Mercy smiled. She had seen something remarkable this morning—an elderly woman had accomplished what four men couldn’t.

She beckoned to Oram, who came trotting over right away and gladly accepted the responsibility of driving the visitor back to town. Handling the team and wagon was more enjoyable than scrubbing milk pails any day. “My papa doesn’t believe women should drive,” Mercy explained after Oram had hitched up Dan and Bob, the two speckled drays, to the wagon. “Or I would take you back myself.”

“That’s quite all right, dear.” Mrs. Kingston allowed Oram to help her up into the seat beside him, then she patted his shoulder. “I do appreciate this young man saving me from that long walk.”

“Yes’m,” Oram mumbled. But before he could pick up the reins, Mercy stepped toward the wagon again.

“May I ask what you traded Mr. Fletcher for the cow?”

Mrs. Kingston smiled down at her. “Certainly you may, Miss Sanders. It was a bicycle.”

“You have a bicycle?”

“You’ve heard of them, haven’t you?”

Mercy nodded. She had seen an advertisement for one in an issue of
The Sunday Visitor
at the lending library. But she had never seen one on the lanes of Gresham.

“I haven’t actually taken possession of it yet,” Mrs. Kingston went on to explain. “Mr. Fletcher is well aware of that and knows I’m good for it. You see, my son, Norwood, has written that he’s sending one for my birthday next week.”

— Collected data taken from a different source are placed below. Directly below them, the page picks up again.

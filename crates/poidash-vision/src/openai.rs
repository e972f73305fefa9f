//! Structured-output provider (chat completions with a strict JSON schema).

use std::time::Duration;

use async_trait::async_trait;
use poidash_core::extraction::extraction_json_schema;
use poidash_core::{validate_extraction, ExtractionResult};
use reqwest::{Client, Url};
use serde::{Deserialize, Serialize};
use serde_json::json;

use crate::prompt::STRUCTURED_PROMPT;
use crate::{VisionError, VisionProvider};

const PROVIDER: &str = "openai";

pub struct OpenAiVision {
    client: Client,
    api_key: String,
    model: String,
    endpoint: String,
}

#[derive(Serialize)]
struct ChatRequest<'a> {
    model: &'a str,
    messages: serde_json::Value,
    response_format: serde_json::Value,
}

#[derive(Deserialize)]
struct ChatResponse {
    #[serde(default)]
    choices: Vec<Choice>,
}

#[derive(Deserialize)]
struct Choice {
    message: ChatMessage,
}

#[derive(Deserialize)]
struct ChatMessage {
    content: Option<String>,
    refusal: Option<String>,
}

impl OpenAiVision {
    /// # Errors
    ///
    /// Returns [`VisionError::Http`] if the client cannot be built or
    /// [`VisionError::InvalidBaseUrl`] if `base_url` does not parse.
    pub fn new(
        api_key: &str,
        model: &str,
        base_url: &str,
        timeout_secs: u64,
    ) -> Result<Self, VisionError> {
        Url::parse(base_url).map_err(|_| VisionError::InvalidBaseUrl {
            provider: PROVIDER,
            url: base_url.to_string(),
        })?;
        let client = Client::builder()
            .timeout(Duration::from_secs(timeout_secs))
            .connect_timeout(Duration::from_secs(10))
            .build()?;
        Ok(Self {
            client,
            api_key: api_key.to_owned(),
            model: model.to_owned(),
            endpoint: format!("{}/v1/chat/completions", base_url.trim_end_matches('/')),
        })
    }

    fn build_request(&self, image_url: &Url) -> ChatRequest<'_> {
        ChatRequest {
            model: &self.model,
            messages: json!([{
                "role": "user",
                "content": [
                    { "type": "text", "text": STRUCTURED_PROMPT },
                    { "type": "image_url", "image_url": { "url": image_url.as_str() } }
                ]
            }]),
            response_format: json!({
                "type": "json_schema",
                "json_schema": {
                    "name": "poi_response",
                    "strict": true,
                    "schema": extraction_json_schema()
                }
            }),
        }
    }
}

#[async_trait]
impl VisionProvider for OpenAiVision {
    fn name(&self) -> &'static str {
        PROVIDER
    }

    async fn extract(&self, image_url: &Url) -> Result<ExtractionResult, VisionError> {
        let response = self
            .client
            .post(&self.endpoint)
            .bearer_auth(&self.api_key)
            .json(&self.build_request(image_url))
            .send()
            .await?;

        let status = response.status();
        if !status.is_success() {
            return Err(VisionError::UpstreamStatus {
                provider: PROVIDER,
                status: status.as_u16(),
            });
        }

        let body: ChatResponse =
            response
                .json()
                .await
                .map_err(|e| VisionError::MalformedResponse {
                    provider: PROVIDER,
                    reason: e.to_string(),
                })?;

        let message = body
            .choices
            .into_iter()
            .next()
            .map(|c| c.message)
            .ok_or_else(|| VisionError::MalformedResponse {
                provider: PROVIDER,
                reason: "response has no choices".to_string(),
            })?;

        if let Some(refusal) = message.refusal.as_deref() {
            tracing::warn!(provider = PROVIDER, refusal, "model refused extraction");
        }

        let content = message.content.unwrap_or_default();
        tracing::info!(provider = PROVIDER, raw = %content, "vision model response");

        // Null or empty structured output means "nothing found", not a failure.
        if content.trim().is_empty() {
            return Ok(ExtractionResult::default());
        }

        let value: serde_json::Value =
            serde_json::from_str(&content).map_err(VisionError::InvalidJson)?;
        if value.is_null() {
            return Ok(ExtractionResult::default());
        }
        Ok(validate_extraction(&value)?)
    }
}
use std::path::{Path, PathBuf};

use chrono::{DateTime, Utc};
use poidash_core::Poi;
use poidash_dashboard::{InFlightFlag, Notice};

use crate::delimited::render_csv;
use crate::spreadsheet::render_xlsx;
use crate::structured::render_json;
use crate::{filename_for, ExportError, ExportFormat};

/// A rendered export ready to be saved or offered as a download.
#[derive(Debug, Clone, PartialEq, Eq)]
pub struct ExportArtifact {
    pub format: ExportFormat,
    pub filename: String,
    pub bytes: Vec<u8>,
    pub records: usize,
}

impl ExportArtifact {
    #[must_use]
    pub fn content_type(&self) -> &'static str {
        match self.format {
            ExportFormat::Xlsx => {
                "application/vnd.openxmlformats-officedocument.spreadsheetml.sheet"
            }
            ExportFormat::Csv => "text/csv; charset=utf-8",
            ExportFormat::Json => "application/json",
        }
    }
}

/// Renders `pois` in `format` as of `now`.
///
/// # Errors
///
/// Returns the serializer's [`ExportError`].
pub fn render(
    format: ExportFormat,
    pois: &[Poi],
    now: DateTime<Utc>,
    source: &str,
) -> Result<ExportArtifact, ExportError> {
    let bytes = match format {
        ExportFormat::Xlsx => render_xlsx(pois, now)?,
        ExportFormat::Csv => render_csv(pois)?,
        ExportFormat::Json => render_json(pois, now, source)?,
    };
    Ok(ExportArtifact {
        format,
        filename: filename_for(format, now),
        bytes,
        records: pois.len(),
    })
}

/// Runs exports behind a single in-flight flag and turns every outcome into
/// an operator notice.
#[derive(Debug, Clone)]
pub struct ExportEngine {
    source: String,
    flag: InFlightFlag,
}

impl ExportEngine {
    #[must_use]
    pub fn new(source: impl Into<String>) -> Self {
        Self {
            source: source.into(),
            flag: InFlightFlag::new(),
        }
    }

    /// Flag backing the export trigger control.
    #[must_use]
    pub fn flag(&self) -> &InFlightFlag {
        &self.flag
    }

    /// Exports the snapshot into `dir` using the current time.
    pub fn run(&self, format: ExportFormat, pois: &[Poi], dir: &Path) -> Notice {
        self.run_at(format, pois, dir, Utc::now())
    }

    /// Exports the snapshot into `dir` as of `now`.
    ///
    /// The flag is released whether the export succeeds or fails.
    pub fn run_at(
        &self,
        format: ExportFormat,
        pois: &[Poi],
        dir: &Path,
        now: DateTime<Utc>,
    ) -> Notice {
        let Some(_guard) = self.flag.try_begin() else {
            return Notice::error("export already in progress");
        };

        match self.export(format, pois, dir, now) {
            Ok(path) => {
                let filename = path
                    .file_name()
                    .map(|n| n.to_string_lossy().into_owned())
                    .unwrap_or_default();
                tracing::info!(%format, records = pois.len(), path = %path.display(), "export written");
                Notice::success(format!(
                    "{} export completed: {} POIs exported to {filename}",
                    format.label(),
                    pois.len()
                ))
            }
            Err(e) => {
                tracing::error!(%format, error = %e, "export failed");
                Notice::error(format!(
                    "{} export failed: unable to generate file",
                    format.label()
                ))
            }
        }
    }

    fn export(
        &self,
        format: ExportFormat,
        pois: &[Poi],
        dir: &Path,
        now: DateTime<Utc>,
    ) -> Result<PathBuf, ExportError> {
        let artifact = render(format, pois, now, &self.source)?;
        std::fs::create_dir_all(dir).map_err(|source| ExportError::Io {
            path: dir.to_path_buf(),
            source,
        })?;
        let path = dir.join(&artifact.filename);
        std::fs::write(&path, &artifact.bytes).map_err(|source| ExportError::Io {
            path: path.clone(),
            source,
        })?;
        Ok(path)
    }
}
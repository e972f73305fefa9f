//! Review-session state for the POI dashboard.
//!
//! The map and the table never talk to each other. Both render from state
//! owned by [`Dashboard`]: the POI list snapshot and the single
//! [`SelectionState`]. The map side is a small state machine ([`MapView`])
//! driving an abstract [`MapCanvas`] so it can be exercised without a
//! browser.

pub mod detail;
pub mod error;
pub mod in_flight;
pub mod map_view;
pub mod notify;
pub mod selection;
pub mod session;
pub mod table;
pub mod viewport;

#[cfg(test)]
pub(crate) mod testing;

pub use detail::PoiDetail;
pub use error::DashboardError;
pub use in_flight::{InFlightFlag, InFlightGuard};
pub use map_view::{
    popup_for, FallbackMarker, FeatureCollection, FeatureProperties, IconState, MapCanvas,
    MapMode, MapPlan, MapView, Popup, SymbolLayer, SyncOutcome,
};
pub use notify::{Notice, NoticeLevel};
pub use selection::SelectionState;
pub use session::Dashboard;
pub use table::{table_rows, SortColumn, SortDirection, SortSpec, TableRow, TABLE_COLUMNS};
pub use viewport::{bounding_box, BoundingBox, LngLat, ViewportCommand};
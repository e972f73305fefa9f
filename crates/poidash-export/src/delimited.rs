//! CSV rendering.

use csv::{QuoteStyle, WriterBuilder};
use poidash_core::Poi;

use crate::ExportError;

pub const CSV_HEADERS: [&str; 7] = [
    "S.No",
    "POI Name",
    "Address",
    "Status",
    "Latitude",
    "Longitude",
    "POI ID",
];

/// Renders one header row plus one row per POI. Fields containing the
/// delimiter, a quote or a line break are quoted.
///
/// # Errors
///
/// Returns [`ExportError::Csv`] if a record cannot be written.
pub fn render_csv(pois: &[Poi]) -> Result<Vec<u8>, ExportError> {
    let mut writer = WriterBuilder::new()
        .quote_style(QuoteStyle::Necessary)
        .from_writer(Vec::new());

    writer.write_record(CSV_HEADERS)?;
    for (idx, poi) in pois.iter().enumerate() {
        writer.write_record([
            (idx + 1).to_string(),
            poi.name.clone(),
            poi.address.clone(),
            poi.status.as_str().to_string(),
            poi.latitude.to_string(),
            poi.longitude.to_string(),
            poi.id.clone(),
        ])?;
    }

    writer
        .into_inner()
        .map_err(|e| ExportError::Csv(csv::Error::from(e.into_error())))
}
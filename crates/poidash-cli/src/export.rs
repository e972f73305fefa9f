use std::path::Path;

use poidash_core::AppConfig;
use poidash_export::{ExportEngine, ExportFormat};

use crate::review::{load_dashboard, store_client};
use crate::FormatArg;

impl From<FormatArg> for ExportFormat {
    fn from(arg: FormatArg) -> Self {
        match arg {
            FormatArg::Xlsx => ExportFormat::Xlsx,
            FormatArg::Csv => ExportFormat::Csv,
            FormatArg::Json => ExportFormat::Json,
        }
    }
}

pub(crate) async fn run_export(
    config: &AppConfig,
    format: FormatArg,
    out_dir: Option<&Path>,
) -> anyhow::Result<()> {
    let store = store_client(config)?;
    let dashboard = load_dashboard(&store).await?;

    let engine = ExportEngine::new(config.export_source.clone());
    let dir = out_dir.unwrap_or(&config.export_dir);
    let notice = engine.run(format.into(), dashboard.pois(), dir);
    println!("{notice}");

    if !notice.is_success() {
        anyhow::bail!("export failed");
    }
    Ok(())
}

“Happy birthday,” Mercy said, and Mrs. Kingston smiled.

“Thank you, dear.” She shook her head. “Now, no doubt you’re wondering why someone would send a sixty-four-year-old woman a bicycle. Norwood is obviously under the impression that, as much as I enjoy my morning walks, I would enjoy peddling along at breakneck speed even more so. I dare not send back his gift for fear of injuring his feelings, but I shan’t go gadding about on a contraption that looks like something out of a medieval torture chamber. And if I were to keep it at the
Larkspur
, the Hollis children would no doubt ask to ride it, thereby risking their lives and limbs.”

Mercy smiled. “Then it was good that Mr. Fletcher wanted a bicycle.”

“Isn’t it, dear?” Mrs. Kingston smiled again. “And I find people much more agreeable when there is something they want.”

 

As easy as stealing a drunk man’s purse
, thought Mrs. Kingston, who would of course never actually
do
such a thing. And her conscience was quite clear about it all, for she had made no promises regarding Mr. Fletcher’s heifer producing more milk than any other cow in Mr. Sanders’ herd.

She smiled to herself and waved away a curious bee with a slow motion of her hand. It was odd that she, who had no experience with dairying, would have figured out what the rest of Gresham considered a big mystery. She had simply put two and two together one Sunday morning in church, or rather added one incident with another to form a theory.

The first incident had been Mr. Fletcher’s rendition of “Come, Thou Almighty King” in the choir gallery. There was nothing unusual about that, as the self-educated Mr. Fletcher often played his violin before the church. Clearly he loved the instrument, for his eyes closed and rapture filled his expression as the bow swept across the strings. Even the children ceased to fidget when the sweet strains of his music floated out among the congregation.